Today’s Food for Thought is based on a quote that I heard a little while back, but before I give you the quote, I want to tell you just a short story. As you probably don’t know when I started my full time real estate, entrepreneurship business. I originally had a business partner and we work together for probably about three years and And then our partnership woke up. And he wanted to leave and do something different. And it was a difficult and challenging time. And I remember feeling very upset and very bitter for quite a while. So I’ll pause the story there. And here’s the quote, forgiveness is giving up the hope that one day, you’re going to have a better past.
Forgiveness is giving up the hope that one day you’re going to have a better past. And what an interesting quote, now, I can’t remember where I heard this.
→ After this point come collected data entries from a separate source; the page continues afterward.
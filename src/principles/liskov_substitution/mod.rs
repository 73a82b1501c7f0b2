//! Liskov Substitution: birds that may or may not fly.
//!
//! [`before::Bird`] promises flight to every bird, so a penguin has to break the
//! promise. [`after`] splits flight into its own capability.

pub mod after;
pub mod before;
use super::{format_amount, ProcessorKind};
use crate::config::toml_config::PaymentsConfig;
use crate::domain::model::{Principle, Variant};
use crate::domain::ports::{Demo, SharedConsole};
use crate::utils::error::Result;

/// The abstraction both the service and the concrete processors depend on.
pub trait PaymentProcessor {
    fn initiate_payment(&self, amount: f64);
    fn verify_payment(&self) -> bool;
    fn refund_payment(&self, amount: f64);
}

impl<P: PaymentProcessor + ?Sized> PaymentProcessor for Box<P> {
    fn initiate_payment(&self, amount: f64) {
        (**self).initiate_payment(amount)
    }

    fn verify_payment(&self) -> bool {
        (**self).verify_payment()
    }

    fn refund_payment(&self, amount: f64) {
        (**self).refund_payment(amount)
    }
}

pub struct PayPalPaymentProcessor {
    console: SharedConsole,
}

impl PayPalPaymentProcessor {
    pub fn new(console: SharedConsole) -> Self {
        Self { console }
    }
}

impl PaymentProcessor for PayPalPaymentProcessor {
    fn initiate_payment(&self, amount: f64) {
        self.console.print(&format!(
            "- Initiating payment of {} using PayPal.",
            format_amount(amount)
        ));
    }

    fn verify_payment(&self) -> bool {
        self.console.print("- Verifying payment using PayPal.");
        true
    }

    fn refund_payment(&self, amount: f64) {
        self.console
            .print(&format!("- Refunding {} using PayPal.", format_amount(amount)));
    }
}

pub struct StripePaymentProcessor {
    console: SharedConsole,
}

impl StripePaymentProcessor {
    pub fn new(console: SharedConsole) -> Self {
        Self { console }
    }
}

impl PaymentProcessor for StripePaymentProcessor {
    fn initiate_payment(&self, amount: f64) {
        self.console.print(&format!(
            "- Initiating payment of {} using Stripe.",
            format_amount(amount)
        ));
    }

    fn verify_payment(&self) -> bool {
        self.console.print("- Verifying payment using Stripe.");
        true
    }

    fn refund_payment(&self, amount: f64) {
        self.console
            .print(&format!("- Refunding {} using Stripe.", format_amount(amount)));
    }
}

/// Picks the concrete processor on behalf of the caller.
pub fn processor_for(kind: ProcessorKind, console: SharedConsole) -> Box<dyn PaymentProcessor> {
    match kind {
        ProcessorKind::Paypal => Box::new(PayPalPaymentProcessor::new(console)),
        ProcessorKind::Stripe => Box::new(StripePaymentProcessor::new(console)),
    }
}

pub struct PaymentService<P: PaymentProcessor> {
    processor: P,
    console: SharedConsole,
}

impl<P: PaymentProcessor> PaymentService<P> {
    pub fn new(processor: P, console: SharedConsole) -> Self {
        Self { processor, console }
    }

    /// Initiates then verifies. Returns whether verification succeeded.
    pub fn process_payment(&self, amount: f64) -> bool {
        self.processor.initiate_payment(amount);
        let verified = self.processor.verify_payment();
        if verified {
            self.console.print(&format!(
                "- Payment of {} processed successfully.",
                format_amount(amount)
            ));
        } else {
            tracing::warn!("Payment of {} was not verified", format_amount(amount));
        }
        verified
    }

    pub fn refund_payment(&self, amount: f64) {
        self.processor.refund_payment(amount);
    }
}

pub struct PaymentsDemo {
    config: PaymentsConfig,
}

impl PaymentsDemo {
    pub fn new(config: PaymentsConfig) -> Self {
        Self { config }
    }
}

impl Demo for PaymentsDemo {
    fn principle(&self) -> Principle {
        Principle::DependencyInversion
    }

    fn variant(&self) -> Variant {
        Variant::After
    }

    fn run(&self, console: SharedConsole) -> Result<()> {
        for transaction in &self.config.transactions {
            tracing::debug!("Injecting {} processor", transaction.processor);
            let processor = processor_for(transaction.processor, console.clone());
            let service = PaymentService::new(processor, console.clone());

            service.process_payment(transaction.amount);
            if let Some(refund) = transaction.refund {
                service.refund_payment(refund);
            }
        }

        Ok(())
    }
}

#[cfg(test)]
mod tests {
    use super::*;
    use crate::adapters::MemoryConsole;
    use std::sync::Arc;

    struct DecliningProcessor {
        console: SharedConsole,
    }

    impl PaymentProcessor for DecliningProcessor {
        fn initiate_payment(&self, amount: f64) {
            self.console.print(&format!("- Initiating {}", format_amount(amount)));
        }

        fn verify_payment(&self) -> bool {
            self.console.print("- Verifying");
            false
        }

        fn refund_payment(&self, _amount: f64) {}
    }

    #[test]
    fn test_process_payment_with_paypal() {
        let console = MemoryConsole::new();
        let shared: SharedConsole = Arc::new(console.clone());
        let service = PaymentService::new(PayPalPaymentProcessor::new(shared.clone()), shared);

        assert!(service.process_payment(100.0));
        service.refund_payment(80.0);

        assert_eq!(
            console.lines(),
            vec![
                "- Initiating payment of $100.0 using PayPal.",
                "- Verifying payment using PayPal.",
                "- Payment of $100.0 processed successfully.",
                "- Refunding $80.0 using PayPal.",
            ]
        );
    }

    #[test]
    fn test_failed_verification_skips_success_message() {
        let console = MemoryConsole::new();
        let shared: SharedConsole = Arc::new(console.clone());
        let service = PaymentService::new(
            DecliningProcessor {
                console: shared.clone(),
            },
            shared,
        );

        assert!(!service.process_payment(10.0));
        assert_eq!(console.lines(), vec!["- Initiating $10.0", "- Verifying"]);
    }

    #[test]
    fn test_processor_for_selects_variant() {
        let console = MemoryConsole::new();
        let shared: SharedConsole = Arc::new(console.clone());
        let service = PaymentService::new(
            processor_for(ProcessorKind::Stripe, shared.clone()),
            shared,
        );

        service.refund_payment(75.0);

        assert_eq!(console.lines(), vec!["- Refunding $75.0 using Stripe."]);
    }
}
I just wrote it down as soon as I heard it, and that was several weeks ago. And so I tried to do some research to figure out who said this, I could give the proper attribution but it appears that similar thoughts have been attributed to a lot of different people. So I’m not sure exactly who to give this credit to. However, I think it’s a really poignant point that we should break down here a little bit.
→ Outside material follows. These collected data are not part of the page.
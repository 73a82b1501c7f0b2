pub mod adapters;
pub mod config;
pub mod core;
pub mod domain;
pub mod principles;
pub mod utils;

#[cfg(feature = "cli")]
pub use config::CliConfig;

pub use adapters::{MemoryConsole, StdoutConsole};
pub use config::DemoConfig;
pub use crate::core::{registry::build_demo, runner::DemoRunner};
pub use domain::model::{Principle, Transcript, Variant};
pub use utils::error::{Result, SolidError};

/// Runs one example with its built-in inputs, printing to stdout.
pub fn run_example(principle: Principle, variant: Variant) -> Result<()> {
    let demo = build_demo(principle, variant, &DemoConfig::default());
    DemoRunner::new(StdoutConsole::shared()).run(demo.as_ref())
}
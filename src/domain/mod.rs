// Domain layer: example metadata and the ports the examples are written against.

pub mod model;
pub mod ports;
use super::{print_products, Color, Product, Size};
use crate::config::toml_config::CatalogConfig;
use crate::domain::model::{Principle, Variant};
use crate::domain::ports::{Demo, SharedConsole};
use crate::utils::error::Result;

/// A single filtering condition over `T`.
pub trait Specification<T> {
    fn is_satisfied(&self, item: &T) -> bool;

    fn and<S>(self, other: S) -> AndSpecification<Self, S>
    where
        Self: Sized,
        S: Specification<T>,
    {
        AndSpecification::new(self, other)
    }
}

impl<T, S> Specification<T> for &S
where
    S: Specification<T> + ?Sized,
{
    fn is_satisfied(&self, item: &T) -> bool {
        (**self).is_satisfied(item)
    }
}

#[derive(Debug, Clone, Copy, PartialEq, Eq)]
pub struct ColorSpecification {
    pub color: Color,
}

impl ColorSpecification {
    pub fn new(color: Color) -> Self {
        Self { color }
    }
}

impl Specification<Product> for ColorSpecification {
    fn is_satisfied(&self, item: &Product) -> bool {
        item.color == self.color
    }
}

#[derive(Debug, Clone, Copy, PartialEq, Eq)]
pub struct SizeSpecification {
    pub size: Size,
}

impl SizeSpecification {
    pub fn new(size: Size) -> Self {
        Self { size }
    }
}

impl Specification<Product> for SizeSpecification {
    fn is_satisfied(&self, item: &Product) -> bool {
        item.size == self.size
    }
}

/// Satisfied only when both inner specifications are.
#[derive(Debug, Clone, Copy, PartialEq, Eq)]
pub struct AndSpecification<A, B> {
    pub first: A,
    pub second: B,
}

impl<A, B> AndSpecification<A, B> {
    pub fn new(first: A, second: B) -> Self {
        Self { first, second }
    }
}

impl<T, A, B> Specification<T> for AndSpecification<A, B>
where
    A: Specification<T>,
    B: Specification<T>,
{
    fn is_satisfied(&self, item: &T) -> bool {
        self.first.is_satisfied(item) && self.second.is_satisfied(item)
    }
}

pub trait Filter<T> {
    /// Items satisfying `spec`, in input order.
    fn filter<'a, S>(&self, items: &'a [T], spec: &S) -> Vec<&'a T>
    where
        S: Specification<T> + ?Sized;
}

#[derive(Debug, Clone, Copy, Default)]
pub struct ProductFilter;

impl Filter<Product> for ProductFilter {
    fn filter<'a, S>(&self, items: &'a [Product], spec: &S) -> Vec<&'a Product>
    where
        S: Specification<Product> + ?Sized,
    {
        items.iter().filter(|item| spec.is_satisfied(*item)).collect()
    }
}

pub struct CatalogDemo {
    config: CatalogConfig,
}

impl CatalogDemo {
    pub fn new(config: CatalogConfig) -> Self {
        Self { config }
    }
}

impl Demo for CatalogDemo {
    fn principle(&self) -> Principle {
        Principle::OpenClosed
    }

    fn variant(&self) -> Variant {
        Variant::After
    }

    fn run(&self, console: SharedConsole) -> Result<()> {
        let products = &self.config.products;
        let color = self.config.color;
        let size = self.config.size;
        let combined_color = self.config.combined_color;
        let combined_size = self.config.combined_size;
        print_products(console.as_ref(), "All products:", products);

        let filter = ProductFilter;

        let color_spec = ColorSpecification::new(color);
        let by_color = filter.filter(products, &color_spec);
        tracing::debug!("{} product(s) matched color {}", by_color.len(), color);
        console.blank_line();
        print_products(
            console.as_ref(),
            &format!("All {} products:", color),
            by_color,
        );

        let size_spec = SizeSpecification::new(size);
        let by_size = filter.filter(products, &size_spec);
        tracing::debug!("{} product(s) matched size {}", by_size.len(), size);
        console.blank_line();
        print_products(console.as_ref(), &format!("All {} products:", size), by_size);

        let combined_spec = SizeSpecification::new(combined_size)
            .and(ColorSpecification::new(combined_color));
        let combined = filter.filter(products, &combined_spec);
        console.blank_line();
        print_products(
            console.as_ref(),
            &format!("All {} {} products:", combined_size, combined_color),
            combined,
        );

        Ok(())
    }
}
use anyhow::Context;
use solid_principles::utils::logger;
use solid_principles::{run_example, Principle, Variant};

fn main() -> anyhow::Result<()> {
    logger::init_cli_logger(false);

    run_example(Principle::LiskovSubstitution, Variant::After)
        .context("lsp_after example failed")
}
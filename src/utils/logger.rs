use tracing_subscriber::{layer::SubscriberExt, util::SubscriberInitExt, EnvFilter};

// Logs go to stderr; stdout carries the example transcript.
pub fn init_cli_logger(verbose: bool) {
    let filter = if verbose {
        EnvFilter::try_from_default_env()
            .unwrap_or_else(|_| EnvFilter::new("solid_principles=debug,info"))
    } else {
        EnvFilter::try_from_default_env()
            .unwrap_or_else(|_| EnvFilter::new("solid_principles=info"))
    };

    tracing_subscriber::registry()
        .with(filter)
        .with(
            tracing_subscriber::fmt::layer()
                .with_writer(std::io::stderr)
                .with_target(false)
                .with_thread_ids(false)
                .with_file(false)
                .with_line_number(false)
                .compact(),
        )
        .init();
}

pub fn init_json_logger(verbose: bool) {
    let default_directive = if verbose {
        "solid_principles=debug,info"
    } else {
        "solid_principles=info"
    };
    let filter = EnvFilter::try_from_default_env()
        .unwrap_or_else(|_| EnvFilter::new(default_directive));

    tracing_subscriber::registry()
        .with(filter)
        .with(
            tracing_subscriber::fmt::layer()
                .with_writer(std::io::stderr)
                .with_target(false)
                .with_thread_ids(false)
                .with_file(false)
                .with_line_number(false)
                .json(),
        )
        .init();
}
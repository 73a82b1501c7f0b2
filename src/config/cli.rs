use crate::domain::model::{Principle, Variant};
use clap::{Parser, ValueEnum};

#[derive(Debug, Clone, Parser)]
#[command(name = "solid")]
#[command(about = "Before/after examples of the five SOLID principles")]
pub struct CliConfig {
    /// Principle to demonstrate
    #[arg(value_enum, default_value = "all")]
    pub principle: PrincipleArg,

    /// Which side of each example pair to run
    #[arg(long, value_enum, default_value = "both")]
    pub variant: VariantArg,

    /// Path to a TOML file overriding the example inputs
    #[arg(short, long)]
    pub config: Option<String>,

    /// Print transcripts as JSON instead of plain text
    #[arg(long)]
    pub json: bool,

    /// Emit logs as JSON
    #[arg(long)]
    pub log_json: bool,

    #[arg(short, long, help = "Enable verbose output")]
    pub verbose: bool,
}

#[derive(Debug, Clone, Copy, PartialEq, Eq, ValueEnum)]
pub enum PrincipleArg {
    Srp,
    Ocp,
    Lsp,
    Isp,
    Dip,
    All,
}

impl PrincipleArg {
    pub fn principles(&self) -> Vec<Principle> {
        match self {
            PrincipleArg::Srp => vec![Principle::SingleResponsibility],
            PrincipleArg::Ocp => vec![Principle::OpenClosed],
            PrincipleArg::Lsp => vec![Principle::LiskovSubstitution],
            PrincipleArg::Isp => vec![Principle::InterfaceSegregation],
            PrincipleArg::Dip => vec![Principle::DependencyInversion],
            PrincipleArg::All => Principle::ALL.to_vec(),
        }
    }
}

#[derive(Debug, Clone, Copy, PartialEq, Eq, ValueEnum)]
pub enum VariantArg {
    Before,
    After,
    Both,
}

impl VariantArg {
    pub fn variants(&self) -> Vec<Variant> {
        match self {
            VariantArg::Before => vec![Variant::Before],
            VariantArg::After => vec![Variant::After],
            VariantArg::Both => Variant::ALL.to_vec(),
        }
    }
}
The past is what it is. So why can’t we immediately come to terms with the fact that it is what it is? Obviously, we can’t change the past. Why is it that we’re still angry or disappointed that the past happened the way it did? And then we act like we’re not willing to let it go until somehow that story rewrites itself. That obviously is never going to happen. That doesn’t make any sense, of course, at all. And it doesn’t make any sense. It’s not going to happen. And that means we’re never going to end up letting it go. Well, forgiveness is letting go and being okay with the fact that something wasn’t okay at the time. It wasn’t okay at the time, but we’re becoming okay with it now. So what is it in your own past that you just need to let go? What story in your own past Are you kind of secretly waiting to magically rewrite itself? Maybe it’s a story about you and the things you’ve tried to do before times that you tried to do something in real estate perhaps, and it didn’t work out as you’d hoped. Maybe it’s a story about a relationship with somebody who was once really important in your life. And the things that happened in that relationship that you wish had not happened.
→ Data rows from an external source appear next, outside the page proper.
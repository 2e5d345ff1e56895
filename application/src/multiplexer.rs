//! Event multiplexer
//!
//! Serializes every producer in one orchestration onto a single bounded
//! channel. Producer tasks share a cloned [`EventSink`]; the caller
//! consumes the [`EventStream`]. The buffer is bounded so a slow consumer
//! suspends producers instead of growing memory, and letting go of the
//! stream fires the orchestration's cancellation token so in-flight model
//! calls stop promptly even when no producer is mid-send.

use council_domain::CouncilEvent;
use futures::Stream;
use std::pin::Pin;
use std::task::{Context, Poll};
use tokio::sync::mpsc;
use tokio_stream::wrappers::ReceiverStream;
use tokio_util::sync::CancellationToken;

/// Producer half, cloned into every per-model task.
#[derive(Clone)]
pub struct EventSink {
    tx: mpsc::Sender<CouncilEvent>,
    cancel: CancellationToken,
}

impl EventSink {
    /// Send one event, suspending while the buffer is full.
    ///
    /// Returns `false` when the consumer is gone; the cancellation token
    /// has then been fired and the producer should stop.
    pub async fn emit(&self, event: CouncilEvent) -> bool {
        if self.tx.send(event).await.is_err() {
            self.cancel.cancel();
            return false;
        }
        true
    }

    /// Whether the consumer has gone away.
    pub fn is_closed(&self) -> bool {
        self.tx.is_closed()
    }
}

/// Consumer half, handed to the caller.
///
/// Ends when every sink clone is dropped. Dropping it early severs the
/// turn: the cancellation token fires and idle producers observe it
/// without having to attempt a send first.
pub struct EventStream {
    inner: ReceiverStream<CouncilEvent>,
    cancel: CancellationToken,
}

impl Stream for EventStream {
    type Item = CouncilEvent;

    fn poll_next(mut self: Pin<&mut Self>, cx: &mut Context<'_>) -> Poll<Option<Self::Item>> {
        Pin::new(&mut self.inner).poll_next(cx)
    }
}

impl Drop for EventStream {
    fn drop(&mut self) {
        self.cancel.cancel();
    }
}

/// Create a sink/stream pair with the given buffer capacity.
pub fn channel(capacity: usize, cancel: CancellationToken) -> (EventSink, EventStream) {
    let (tx, rx) = mpsc::channel(capacity.max(1));
    (
        EventSink {
            tx,
            cancel: cancel.clone(),
        },
        EventStream {
            inner: ReceiverStream::new(rx),
            cancel,
        },
    )
}
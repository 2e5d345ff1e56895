//! Small shared helpers

/// Current wall-clock time in milliseconds since the Unix epoch.
pub fn now_ms() -> u64 {
    use std::time::{SystemTime, UNIX_EPOCH};

    SystemTime::now()
        .duration_since(UNIX_EPOCH)
        .unwrap_or_default()
        .as_millis() as u64
}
Maybe it’s a story about your health, or your fitness attempts that you’ve made to improve your health that didn’t stick into it last in the past. So my question to you is, where do you need to give yourself the gift of forgiveness in order to be able to move forward?
Well, back to my own story. When it all happened several years ago, I was frustrated and I was bitter and I’m, I was upset. And I’m sure that he was too. But about a year and a half ago, one day I was I remember it clearly I was walking my dog and I thought popped into my head related to my former business partner. And I noticed a difference in inside myself that at that moment when that thought popped into my head, I didn’t feel any frustration. I didn’t feel any anger, any resentment, any bitterness anymore. It was as if that had just completely gone away almost overnight. And I’ve never felt that way ever since then.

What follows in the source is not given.